◆ **Task objective**: Everything in the listing below from the line containing "renders its snapshots." through the line containing "simple role buttons." must be repeated exactly; the remaining lines are not wanted.

------------------------

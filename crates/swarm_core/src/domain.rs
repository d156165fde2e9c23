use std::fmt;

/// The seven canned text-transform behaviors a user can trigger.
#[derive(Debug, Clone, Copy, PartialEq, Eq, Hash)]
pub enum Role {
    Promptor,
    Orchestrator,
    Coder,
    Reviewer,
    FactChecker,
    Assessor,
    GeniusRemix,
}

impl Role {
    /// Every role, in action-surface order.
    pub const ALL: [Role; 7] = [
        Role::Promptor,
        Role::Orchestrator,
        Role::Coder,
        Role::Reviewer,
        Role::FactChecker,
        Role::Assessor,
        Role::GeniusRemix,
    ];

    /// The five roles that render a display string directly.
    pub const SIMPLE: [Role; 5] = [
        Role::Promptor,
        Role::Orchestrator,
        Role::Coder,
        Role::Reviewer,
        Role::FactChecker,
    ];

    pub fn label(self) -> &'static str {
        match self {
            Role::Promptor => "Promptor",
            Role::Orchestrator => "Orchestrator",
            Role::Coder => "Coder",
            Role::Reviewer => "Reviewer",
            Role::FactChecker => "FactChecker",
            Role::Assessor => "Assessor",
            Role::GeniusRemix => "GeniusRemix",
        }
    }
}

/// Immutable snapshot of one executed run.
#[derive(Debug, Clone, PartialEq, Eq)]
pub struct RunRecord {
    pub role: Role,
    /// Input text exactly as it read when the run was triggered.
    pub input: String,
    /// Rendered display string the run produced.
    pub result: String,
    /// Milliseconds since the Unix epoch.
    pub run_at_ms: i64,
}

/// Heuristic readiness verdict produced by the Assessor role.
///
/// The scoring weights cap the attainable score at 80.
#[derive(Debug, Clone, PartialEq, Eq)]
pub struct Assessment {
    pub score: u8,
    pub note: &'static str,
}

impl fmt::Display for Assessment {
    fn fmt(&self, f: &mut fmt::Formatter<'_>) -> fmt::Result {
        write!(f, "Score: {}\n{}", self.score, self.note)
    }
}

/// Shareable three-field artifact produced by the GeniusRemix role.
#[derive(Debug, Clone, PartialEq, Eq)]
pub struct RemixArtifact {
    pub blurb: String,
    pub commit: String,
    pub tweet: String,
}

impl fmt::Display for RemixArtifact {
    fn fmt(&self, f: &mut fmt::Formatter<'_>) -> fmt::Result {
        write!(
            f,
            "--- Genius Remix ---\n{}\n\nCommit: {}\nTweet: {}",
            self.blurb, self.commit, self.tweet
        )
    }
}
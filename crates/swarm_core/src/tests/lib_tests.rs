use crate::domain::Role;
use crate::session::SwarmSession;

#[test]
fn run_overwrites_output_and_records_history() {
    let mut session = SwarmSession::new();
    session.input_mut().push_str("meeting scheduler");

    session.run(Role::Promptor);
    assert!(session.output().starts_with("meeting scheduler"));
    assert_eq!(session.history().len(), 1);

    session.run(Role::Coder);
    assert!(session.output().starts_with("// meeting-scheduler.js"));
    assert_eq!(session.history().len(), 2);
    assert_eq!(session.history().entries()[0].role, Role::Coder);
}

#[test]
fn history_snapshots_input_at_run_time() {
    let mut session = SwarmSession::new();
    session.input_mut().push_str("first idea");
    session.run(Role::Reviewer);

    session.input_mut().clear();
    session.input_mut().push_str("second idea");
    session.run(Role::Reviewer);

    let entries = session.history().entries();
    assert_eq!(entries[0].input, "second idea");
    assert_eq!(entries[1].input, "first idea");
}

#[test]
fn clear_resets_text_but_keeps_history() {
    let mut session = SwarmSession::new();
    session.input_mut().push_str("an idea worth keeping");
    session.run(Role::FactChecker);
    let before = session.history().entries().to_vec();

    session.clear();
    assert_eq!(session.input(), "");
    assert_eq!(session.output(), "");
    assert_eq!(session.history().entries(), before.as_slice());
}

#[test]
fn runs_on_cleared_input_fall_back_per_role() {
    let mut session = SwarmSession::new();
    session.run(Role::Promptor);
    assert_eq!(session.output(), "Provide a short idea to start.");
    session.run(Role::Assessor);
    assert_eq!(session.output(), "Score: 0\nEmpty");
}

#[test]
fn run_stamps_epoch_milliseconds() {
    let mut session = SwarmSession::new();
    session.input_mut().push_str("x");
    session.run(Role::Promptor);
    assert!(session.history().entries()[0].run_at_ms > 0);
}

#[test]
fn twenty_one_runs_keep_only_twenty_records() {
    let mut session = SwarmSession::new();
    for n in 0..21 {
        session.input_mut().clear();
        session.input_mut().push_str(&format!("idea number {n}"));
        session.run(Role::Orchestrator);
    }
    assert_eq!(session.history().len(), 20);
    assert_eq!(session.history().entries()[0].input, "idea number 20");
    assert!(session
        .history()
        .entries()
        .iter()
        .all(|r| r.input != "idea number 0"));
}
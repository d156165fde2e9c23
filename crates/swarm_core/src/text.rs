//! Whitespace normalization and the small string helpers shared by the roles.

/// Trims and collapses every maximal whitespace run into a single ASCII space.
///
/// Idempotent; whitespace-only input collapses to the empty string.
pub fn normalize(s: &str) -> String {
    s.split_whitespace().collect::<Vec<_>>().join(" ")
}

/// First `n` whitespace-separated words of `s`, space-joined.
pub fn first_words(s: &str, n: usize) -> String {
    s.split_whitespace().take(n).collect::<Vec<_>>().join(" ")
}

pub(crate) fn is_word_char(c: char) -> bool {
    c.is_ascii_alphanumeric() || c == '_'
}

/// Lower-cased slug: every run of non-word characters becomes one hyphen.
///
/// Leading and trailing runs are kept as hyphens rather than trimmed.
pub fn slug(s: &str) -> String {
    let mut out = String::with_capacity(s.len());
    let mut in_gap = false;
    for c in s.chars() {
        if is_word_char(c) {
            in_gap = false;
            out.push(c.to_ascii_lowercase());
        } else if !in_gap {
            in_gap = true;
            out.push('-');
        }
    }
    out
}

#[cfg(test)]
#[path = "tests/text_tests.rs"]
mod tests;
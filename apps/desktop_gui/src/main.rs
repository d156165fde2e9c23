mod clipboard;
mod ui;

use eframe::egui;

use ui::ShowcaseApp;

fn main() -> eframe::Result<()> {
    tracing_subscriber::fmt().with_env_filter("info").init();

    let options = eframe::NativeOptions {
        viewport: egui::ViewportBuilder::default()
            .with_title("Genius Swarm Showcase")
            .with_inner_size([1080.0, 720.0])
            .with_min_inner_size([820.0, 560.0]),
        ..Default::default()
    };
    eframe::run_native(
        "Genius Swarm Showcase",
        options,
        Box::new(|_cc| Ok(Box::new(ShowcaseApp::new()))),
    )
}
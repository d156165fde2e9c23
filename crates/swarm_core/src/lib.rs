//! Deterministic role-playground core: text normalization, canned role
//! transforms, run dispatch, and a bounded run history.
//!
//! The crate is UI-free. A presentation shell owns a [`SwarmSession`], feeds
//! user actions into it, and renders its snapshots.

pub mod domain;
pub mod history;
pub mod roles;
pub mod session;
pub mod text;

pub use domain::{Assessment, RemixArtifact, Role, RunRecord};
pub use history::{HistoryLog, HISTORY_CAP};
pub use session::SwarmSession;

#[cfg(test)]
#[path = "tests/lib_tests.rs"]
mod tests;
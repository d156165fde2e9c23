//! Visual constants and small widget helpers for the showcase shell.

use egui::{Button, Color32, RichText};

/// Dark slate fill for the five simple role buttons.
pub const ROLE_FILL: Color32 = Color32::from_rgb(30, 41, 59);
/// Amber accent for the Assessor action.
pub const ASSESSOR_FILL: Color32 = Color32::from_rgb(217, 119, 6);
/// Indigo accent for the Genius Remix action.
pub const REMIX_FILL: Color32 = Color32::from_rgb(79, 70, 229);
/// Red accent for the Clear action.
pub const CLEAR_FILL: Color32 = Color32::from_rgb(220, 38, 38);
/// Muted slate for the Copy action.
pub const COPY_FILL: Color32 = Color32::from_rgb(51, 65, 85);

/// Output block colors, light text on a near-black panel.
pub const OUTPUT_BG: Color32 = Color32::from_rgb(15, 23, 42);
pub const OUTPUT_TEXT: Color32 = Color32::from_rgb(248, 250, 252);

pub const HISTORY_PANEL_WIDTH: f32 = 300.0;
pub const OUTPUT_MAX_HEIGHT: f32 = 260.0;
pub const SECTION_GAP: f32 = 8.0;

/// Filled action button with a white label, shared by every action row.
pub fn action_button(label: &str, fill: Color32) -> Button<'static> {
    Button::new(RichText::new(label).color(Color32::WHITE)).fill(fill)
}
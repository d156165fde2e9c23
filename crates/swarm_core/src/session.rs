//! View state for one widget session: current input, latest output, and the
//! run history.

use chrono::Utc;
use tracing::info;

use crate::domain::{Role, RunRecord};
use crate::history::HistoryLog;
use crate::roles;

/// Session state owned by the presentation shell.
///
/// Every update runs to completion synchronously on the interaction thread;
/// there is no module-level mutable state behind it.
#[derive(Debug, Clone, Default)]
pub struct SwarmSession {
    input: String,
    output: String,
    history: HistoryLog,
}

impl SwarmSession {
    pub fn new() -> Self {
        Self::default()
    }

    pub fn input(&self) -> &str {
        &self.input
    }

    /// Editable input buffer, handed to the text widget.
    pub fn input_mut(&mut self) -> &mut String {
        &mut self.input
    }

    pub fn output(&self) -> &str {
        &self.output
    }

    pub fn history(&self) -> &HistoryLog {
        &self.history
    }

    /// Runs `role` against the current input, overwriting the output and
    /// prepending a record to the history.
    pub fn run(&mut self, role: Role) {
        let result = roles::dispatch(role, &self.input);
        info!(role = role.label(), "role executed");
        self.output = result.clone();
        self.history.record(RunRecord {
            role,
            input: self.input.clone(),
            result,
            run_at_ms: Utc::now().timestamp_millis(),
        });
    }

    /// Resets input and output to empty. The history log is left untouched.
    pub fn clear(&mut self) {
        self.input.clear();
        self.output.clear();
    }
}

------------------------

◆ **Output of the task**:
//! user actions into it, and renders its snapshots.

pub mod domain;
pub mod history;
pub mod roles;
pub mod session;
pub mod text;

pub use domain::{Assessment, RemixArtifact, Role, RunRecord};
pub use history::{HistoryLog, HISTORY_CAP};
pub use session::SwarmSession;

#[cfg(test)]
#[path = "tests/lib_tests.rs"]
mod tests;
repository d156165fde2e9c23
//! Visual constants and small widget helpers for the showcase shell.

use egui::{Button, Color32, RichText};

/// Dark slate fill for the five simple role buttons.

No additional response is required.